Homeland Security’s Plan to Squeeze International Flights

DHS Secretary Markwayne Mullin proposed reducing federal screening at airports in sanctuary cities, including Portland, New York, and Washington, to pressure them into cooperating with ICE. Airlines warn the move would disrupt global travel, cause economic damage, and fail to isolate sanctuary cities from broader U.S. travel impacts.

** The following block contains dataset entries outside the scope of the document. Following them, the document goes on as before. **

use anyhow::Result;
use clap::Parser;
use taste_engine::services::kafka::{KafkaConsumer, LibrarySyncedEvent};
use taste_engine::{init_tracing, AppState, Config, EngineError};
use tokio::sync::mpsc;
use tracing::{error, info, warn};

/// Rebuilds preference vectors whenever the library sync pipeline reports
/// a completed sync.
#[derive(Parser, Debug)]
#[command(author, version, about, long_about = None)]
struct Args {
    #[arg(short, long, default_value = "config/default.toml")]
    config: String,

    #[arg(short, long, default_value = "info")]
    log_level: String,
}

#[tokio::main]
async fn main() -> Result<()> {
    let args = Args::parse();

    std::env::set_var("RUST_LOG", &args.log_level);
    init_tracing().await;

    let config = Config::from_file(&args.config)?;
    info!("Starting rebuild worker on topic {}", config.kafka.sync_topic);

    let consumer = KafkaConsumer::new(&config.kafka)?;
    let state = AppState::new(config).await?;

    let (tx, mut rx) = mpsc::channel::<LibrarySyncedEvent>(1000);
    tokio::spawn(async move {
        if let Err(e) = consumer.consume_library_synced(tx).await {
            error!("Library sync consumer error: {}", e);
        }
    });

    while let Some(event) = rx.recv().await {
        match state.preference_builder.rebuild(event.user_id).await {
            Ok(vector) => info!(
                user_id = %event.user_id,
                contributing = vector.contributing_items,
                "Rebuilt after library sync"
            ),
            Err(EngineError::InsufficientData(reason)) => {
                warn!(user_id = %event.user_id, "Nothing to rebuild: {}", reason)
            }
            Err(e) => error!(user_id = %event.user_id, "Rebuild failed: {}", e),
        }
    }

    Ok(())
}
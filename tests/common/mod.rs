#![allow(dead_code)]

use async_trait::async_trait;
use std::sync::Arc;
use taste_engine::algorithms::{normalized, VectorDimension};
use taste_engine::services::embedding::EmbeddingProvider;
use taste_engine::services::entitlement::StaticEntitlements;
use taste_engine::*;

pub const DIM: usize = 4;

/// Maps a few keywords onto fixed axes so text queries land near the
/// matching catalog items.
pub struct KeywordProvider;

#[async_trait]
impl EmbeddingProvider for KeywordProvider {
    fn dimension(&self) -> VectorDimension {
        VectorDimension::new(DIM).unwrap()
    }

    async fn embed(&self, text: &str) -> EngineResult<Vec<f32>> {
        let text = text.to_lowercase();
        let mut vector = vec![0.05; DIM];
        for (axis, keyword) in ["space", "farm", "horror", "puzzle"].iter().enumerate() {
            if text.contains(keyword) {
                vector[axis] += 1.0;
            }
        }
        Ok(vector)
    }
}

pub fn config() -> Config {
    let mut config = Config::default();
    config.vector.dimension = DIM;
    config
}

pub fn state_with(config: Config) -> (AppState, Arc<StaticEntitlements>) {
    let gate = Arc::new(StaticEntitlements::new());
    let state = AppState::in_memory(config, Arc::new(KeywordProvider), gate.clone()).unwrap();
    (state, gate)
}

pub fn state() -> (AppState, Arc<StaticEntitlements>) {
    state_with(config())
}

pub fn user(id: u64) -> UserId {
    UserId::new(id).unwrap()
}

pub fn id(raw: u64) -> ItemId {
    ItemId::new(raw).unwrap()
}

pub fn unit(vector: &[f32]) -> Vec<f32> {
    normalized(vector).unwrap()
}

pub fn item(raw: u64, vector: &[f32], review_count: u32, tags: &[&str]) -> ItemEmbedding {
    ItemEmbedding {
        item_id: id(raw),
        vector: vector.to_vec(),
        metadata: ItemMetadata {
            schema_version: METADATA_SCHEMA_VERSION,
            name: format!("Game {raw}"),
            genres: vec!["Indie".to_string()],
            tags: tags.iter().map(|t| t.to_string()).collect(),
            review_score: Some(85.0),
            review_count,
            release_year: Some(2021),
            is_free: false,
        },
    }
}

pub fn signal(user_id: UserId, raw: u64, playtime_minutes: u32) -> OwnedItemSignal {
    OwnedItemSignal {
        user_id,
        item_id: id(raw),
        playtime_minutes,
        last_played_at: None,
        completion_ratio: None,
        genres: vec![],
    }
}

pub async fn ingest_all(state: &AppState, items: Vec<ItemEmbedding>) {
    for item in items {
        taste_engine::services::vector_db::ingest(state.embeddings.as_ref(), item)
            .await
            .unwrap();
    }
}
#[cfg(test)]
mod tests {
    use super::*;
    use crate::algorithms::{cosine_similarity, VectorDimension};
    use crate::config::Config;
    use crate::services::entitlement::StaticEntitlements;
    use crate::services::storage::InMemoryStore;
    use crate::services::vector_db::InMemoryVectorStore;
    use async_trait::async_trait;
    use chrono::Duration;

    fn item(id: u64, vector: Vec<f32>) -> ItemEmbedding {
        ItemEmbedding {
            item_id: ItemId::new(id).unwrap(),
            vector,
            metadata: ItemMetadata {
                schema_version: METADATA_SCHEMA_VERSION,
                name: format!("Game {id}"),
                genres: vec!["Puzzle".into()],
                tags: vec![],
                review_score: Some(80.0),
                review_count: 100,
                release_year: Some(2020),
                is_free: false,
            },
        }
    }

    struct Fixture {
        learner: FeedbackLearner,
        store: Arc<InMemoryStore>,
        vectors: Arc<InMemoryVectorStore>,
        gate: Arc<StaticEntitlements>,
        user: UserId,
    }

    impl Fixture {
        /// A second learner over the same backing store, as another
        /// process would run it.
        fn sibling(&self, feedback: Arc<dyn FeedbackRepository>) -> FeedbackLearner {
            FeedbackLearner::new(
                feedback,
                self.store.clone(),
                self.vectors.clone(),
                self.gate.clone(),
                self.learner.config.clone(),
            )
        }
    }

    /// Holds the user's unit open for `delay` after reading its events.
    struct SlowReplayRepository {
        inner: Arc<InMemoryStore>,
        delay: std::time::Duration,
    }

    struct SlowReplayUnit<'a> {
        inner: Box<dyn FeedbackUnit + 'a>,
        delay: std::time::Duration,
    }

    #[async_trait]
    impl FeedbackRepository for SlowReplayRepository {
        async fn events(&self, user_id: UserId) -> EngineResult<Vec<FeedbackEvent>> {
            self.inner.events(user_id).await
        }

        async fn begin<'a>(&'a self, user_id: UserId) -> EngineResult<Box<dyn FeedbackUnit + 'a>> {
            let inner = self.inner.begin(user_id).await?;
            Ok(Box::new(SlowReplayUnit { inner, delay: self.delay }))
        }
    }

    #[async_trait]
    impl<'a> FeedbackUnit for SlowReplayUnit<'a> {
        async fn learned(&mut self) -> EngineResult<Option<LearnedVector>> {
            self.inner.learned().await
        }

        async fn events(&mut self) -> EngineResult<Vec<FeedbackEvent>> {
            let events = self.inner.events().await?;
            tokio::time::sleep(self.delay).await;
            Ok(events)
        }

        async fn upsert_event(&mut self, event: FeedbackEvent) -> EngineResult<FeedbackEvent> {
            self.inner.upsert_event(event).await
        }

        async fn delete_event(&mut self, item_id: ItemId) -> EngineResult<bool> {
            self.inner.delete_event(item_id).await
        }

        async fn deactivate_events(&mut self) -> EngineResult<u64> {
            self.inner.deactivate_events().await
        }

        async fn clear_events(&mut self) -> EngineResult<u64> {
            self.inner.clear_events().await
        }

        async fn put_learned(&mut self, vector: LearnedVector) -> EngineResult<()> {
            self.inner.put_learned(vector).await
        }

        async fn delete_learned(&mut self) -> EngineResult<()> {
            self.inner.delete_learned().await
        }

        async fn commit(&mut self) -> EngineResult<()> {
            self.inner.commit().await
        }
    }

    async fn fixture(reverse_on_delete: bool) -> Fixture {
        let dim = VectorDimension::new(3).unwrap();
        let vectors = Arc::new(InMemoryVectorStore::new(dim));
        vectors
            .batch_upsert(&[item(1, vec![1.0, 0.0, 0.0]), item(2, vec![0.0, 1.0, 0.0]), item(3, vec![0.0, 0.0, 1.0])])
            .await
            .unwrap();

        let store = Arc::new(InMemoryStore::new());
        let user = UserId::new(42).unwrap();
        let seed = normalized(&[1.0, 1.0, 1.0]).unwrap();
        store
            .replace_preference(PreferenceVector {
                user_id: user,
                vector: seed,
                updated_at: Utc::now(),
                contributing_items: 3,
                report: BuildReport::default(),
            })
            .await
            .unwrap();

        let gate = Arc::new(StaticEntitlements::new());
        gate.grant(user);

        let mut config = Config::default().feedback;
        config.reverse_on_delete = reverse_on_delete;
        let learner = FeedbackLearner::new(store.clone(), store.clone(), vectors.clone(), gate.clone(), config);
        Fixture {
            learner,
            store,
            vectors,
            gate,
            user,
        }
    }

    fn id(raw: u64) -> ItemId {
        ItemId::new(raw).unwrap()
    }

    #[tokio::test]
    async fn strong_like_moves_toward_item() {
        let f = fixture(false).await;
        let before = f.store.preference(f.user).await.unwrap().unwrap().vector;
        let target = [0.0, 1.0, 0.0];

        let learned = f.learner.submit_feedback(f.user, id(2), FeedbackLabel::StrongLike).await.unwrap();
        assert!(cosine_similarity(&learned.vector, &target) > cosine_similarity(&before, &target));
        assert_eq!(learned.vector.len(), 3);
        assert_eq!(learned.seed, before);
    }

    #[tokio::test]
    async fn strong_dislike_moves_away_from_item() {
        let f = fixture(false).await;
        let before = f.store.preference(f.user).await.unwrap().unwrap().vector;
        let target = [0.0, 0.0, 1.0];

        let learned = f.learner.submit_feedback(f.user, id(3), FeedbackLabel::StrongDislike).await.unwrap();
        assert!(cosine_similarity(&learned.vector, &target) < cosine_similarity(&before, &target));
    }

    #[tokio::test]
    async fn resubmission_is_idempotent() {
        let f = fixture(false).await;
        let now = Utc::now();
        let once = f.learner.submit_feedback_at(f.user, id(1), FeedbackLabel::Like, now).await.unwrap();
        let twice = f
            .learner
            .submit_feedback_at(f.user, id(1), FeedbackLabel::Like, now + Duration::seconds(5))
            .await
            .unwrap();
        assert_eq!(once.vector, twice.vector);
        assert_eq!(twice.feedback_count, 1);
    }

    #[tokio::test]
    async fn requires_entitlement_and_known_item() {
        let f = fixture(false).await;
        f.gate.revoke(f.user);
        assert!(matches!(
            f.learner.submit_feedback(f.user, id(1), FeedbackLabel::Like).await,
            Err(EngineError::PremiumRequired(_))
        ));

        f.gate.grant(f.user);
        assert!(matches!(
            f.learner.submit_feedback(f.user, id(99), FeedbackLabel::Like).await,
            Err(EngineError::NotFound(_))
        ));
    }

    #[tokio::test]
    async fn no_preference_vector_is_insufficient_data() {
        let f = fixture(false).await;
        let stranger = UserId::new(7).unwrap();
        f.gate.grant(stranger);
        assert!(matches!(
            f.learner.submit_feedback(stranger, id(1), FeedbackLabel::Like).await,
            Err(EngineError::InsufficientData(_))
        ));
    }

    #[tokio::test]
    async fn delete_keeps_vector_unless_reversal_enabled() {
        let f = fixture(false).await;
        let learned = f.learner.submit_feedback(f.user, id(2), FeedbackLabel::StrongLike).await.unwrap();
        f.learner.delete_feedback(f.user, id(2)).await.unwrap();
        assert_eq!(f.store.learned(f.user).await.unwrap().unwrap().vector, learned.vector);
        assert!(matches!(
            f.learner.delete_feedback(f.user, id(2)).await,
            Err(EngineError::NotFound(_))
        ));

        let f = fixture(true).await;
        let learned = f.learner.submit_feedback(f.user, id(2), FeedbackLabel::StrongLike).await.unwrap();
        f.learner.delete_feedback(f.user, id(2)).await.unwrap();
        let reversed = f.store.learned(f.user).await.unwrap().unwrap();
        assert_eq!(reversed.vector, learned.seed);
        assert_eq!(reversed.feedback_count, 0);
    }

    #[tokio::test]
    async fn listing_groups_by_polarity_newest_first() {
        let f = fixture(false).await;
        let t0 = Utc::now();
        f.learner.submit_feedback_at(f.user, id(1), FeedbackLabel::Like, t0).await.unwrap();
        f.learner
            .submit_feedback_at(f.user, id(2), FeedbackLabel::StrongLike, t0 + Duration::minutes(1))
            .await
            .unwrap();
        f.learner
            .submit_feedback_at(f.user, id(3), FeedbackLabel::Dislike, t0 + Duration::minutes(2))
            .await
            .unwrap();

        let summary = f.learner.get_user_feedback(f.user).await.unwrap();
        let positive: Vec<u64> = summary.positive.iter().map(|e| e.item_id.get()).collect();
        assert_eq!(positive, vec![2, 1]);
        assert_eq!(summary.negative.len(), 1);
        assert_eq!(summary.negative[0].name.as_deref(), Some("Game 3"));
    }

    #[tokio::test]
    async fn reset_with_history() {
        let f = fixture(false).await;
        f.learner.submit_feedback(f.user, id(1), FeedbackLabel::Like).await.unwrap();
        f.learner.submit_feedback(f.user, id(3), FeedbackLabel::Dislike).await.unwrap();

        assert_eq!(f.learner.reset_learned_vector(f.user, false).await.unwrap(), 0);
        assert!(f.store.learned(f.user).await.unwrap().is_none());
        assert_eq!(f.store.events(f.user).await.unwrap().len(), 2);

        assert_eq!(f.learner.reset_learned_vector(f.user, true).await.unwrap(), 2);
        assert!(f.store.events(f.user).await.unwrap().is_empty());
    }

    #[tokio::test]
    async fn reset_without_history_starts_a_fresh_replay() {
        let f = fixture(false).await;
        let seed = f.store.preference(f.user).await.unwrap().unwrap().vector;
        let t0 = Utc::now();
        f.learner.submit_feedback_at(f.user, id(2), FeedbackLabel::StrongLike, t0).await.unwrap();
        f.learner.reset_learned_vector(f.user, false).await.unwrap();

        let learned = f
            .learner
            .submit_feedback_at(f.user, id(3), FeedbackLabel::Like, t0 + Duration::minutes(1))
            .await
            .unwrap();
        assert_eq!(learned.feedback_count, 1);
        assert_eq!(learned.vector, nudge(&seed, &[0.0, 0.0, 1.0], f.learner.config.magnitude(FeedbackLabel::Like)));

        let summary = f.learner.get_user_feedback(f.user).await.unwrap();
        let states: Vec<(u64, bool)> = summary.positive.iter().map(|e| (e.item_id.get(), e.active)).collect();
        assert_eq!(states, vec![(3, true), (2, false)]);

        // Resubmitting an old item brings it back as a new event.
        let learned = f
            .learner
            .submit_feedback_at(f.user, id(2), FeedbackLabel::StrongLike, t0 + Duration::minutes(2))
            .await
            .unwrap();
        assert_eq!(learned.feedback_count, 2);
    }

    #[tokio::test]
    async fn learners_sharing_a_store_do_not_lose_updates() {
        let f = fixture(false).await;
        let slow = Arc::new(f.sibling(Arc::new(SlowReplayRepository {
            inner: f.store.clone(),
            delay: std::time::Duration::from_millis(100),
        })));
        let fast = f.sibling(f.store.clone());

        let user = f.user;
        let first = tokio::spawn({
            let slow = slow.clone();
            async move { slow.submit_feedback(user, id(1), FeedbackLabel::Like).await }
        });
        tokio::time::sleep(std::time::Duration::from_millis(20)).await;
        fast.submit_feedback(user, id(2), FeedbackLabel::Like).await.unwrap();
        first.await.unwrap().unwrap();

        let stored = f.store.learned(user).await.unwrap().unwrap();
        assert_eq!(stored.feedback_count, 2);
        assert_eq!(f.store.events(user).await.unwrap().len(), 2);
        assert_eq!(f.store.locked_users(), 0);
    }

    #[tokio::test]
    async fn concurrent_submissions_all_count() {
        let f = fixture(false).await;
        let (a, b, c) = tokio::join!(
            f.learner.submit_feedback(f.user, id(1), FeedbackLabel::Like),
            f.learner.submit_feedback(f.user, id(2), FeedbackLabel::StrongLike),
            f.learner.submit_feedback(f.user, id(3), FeedbackLabel::Dislike),
        );
        a.unwrap();
        b.unwrap();
        c.unwrap();

        let settled = f.store.learned(f.user).await.unwrap().unwrap();
        assert_eq!(settled.feedback_count, 3);

        let again = f.learner.submit_feedback(f.user, id(2), FeedbackLabel::StrongLike).await.unwrap();
        assert_eq!(again.feedback_count, 3);
        assert_eq!(again.vector, settled.vector);
    }

    #[test]
    fn nudge_preserves_dimension_and_degenerate_input() {
        let v = vec![1.0, 0.0];
        assert_eq!(nudge(&v, &[1.0, 0.0], -1.0), v);
        assert_eq!(nudge(&v, &[0.0, 1.0], 0.25).len(), 2);
    }
}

DHS Secretary Markwayne Mullin discussed a plan to cut federal screening of international passengers and cargo at airports in cities with sanctuary policies, which limit cooperation with Immigration and Customs Enforcement (ICE). The proposal, first floated in April, targets airports like Portland International Airport, John F. Kennedy International Airport, Newark Liberty International Airport, and Washington Dulles International Airport. Mullin convened airline executives last week and stated DHS may reduce Customs and Border Protection staffing at these airports, though no timeline was provided. Executives expressed alarm, arguing international travelers and cargo cannot be easily rerouted, which would create chaos in major U.S. airports and harm the broader travel industry. The move aims to pressure sanctuary cities into allowing ICE access to local jails for potential deportee custody. Mullin framed it as a way to enforce immigration policy, stating that cities refusing cooperation should face consequences. However, industry experts and former DHS officials criticized the plan, calling it unrealistic due to global travel logistics—many passengers transit through major airports before reaching their final destinations. Airlines and officials warn the proposal could disrupt international travel, particularly after the U.S. hosts the World Cup in July. California Governor Gavin Newsom’s office called the potential impact ‘devastating,’ emphasizing the broader economic risks beyond the targeted cities. Mullin’s plan reflects a strategy to leverage federal authority over airports to influence local immigration enforcement policies. However, critics argue the approach may backfire, causing unintended economic harm across the U.S. travel sector.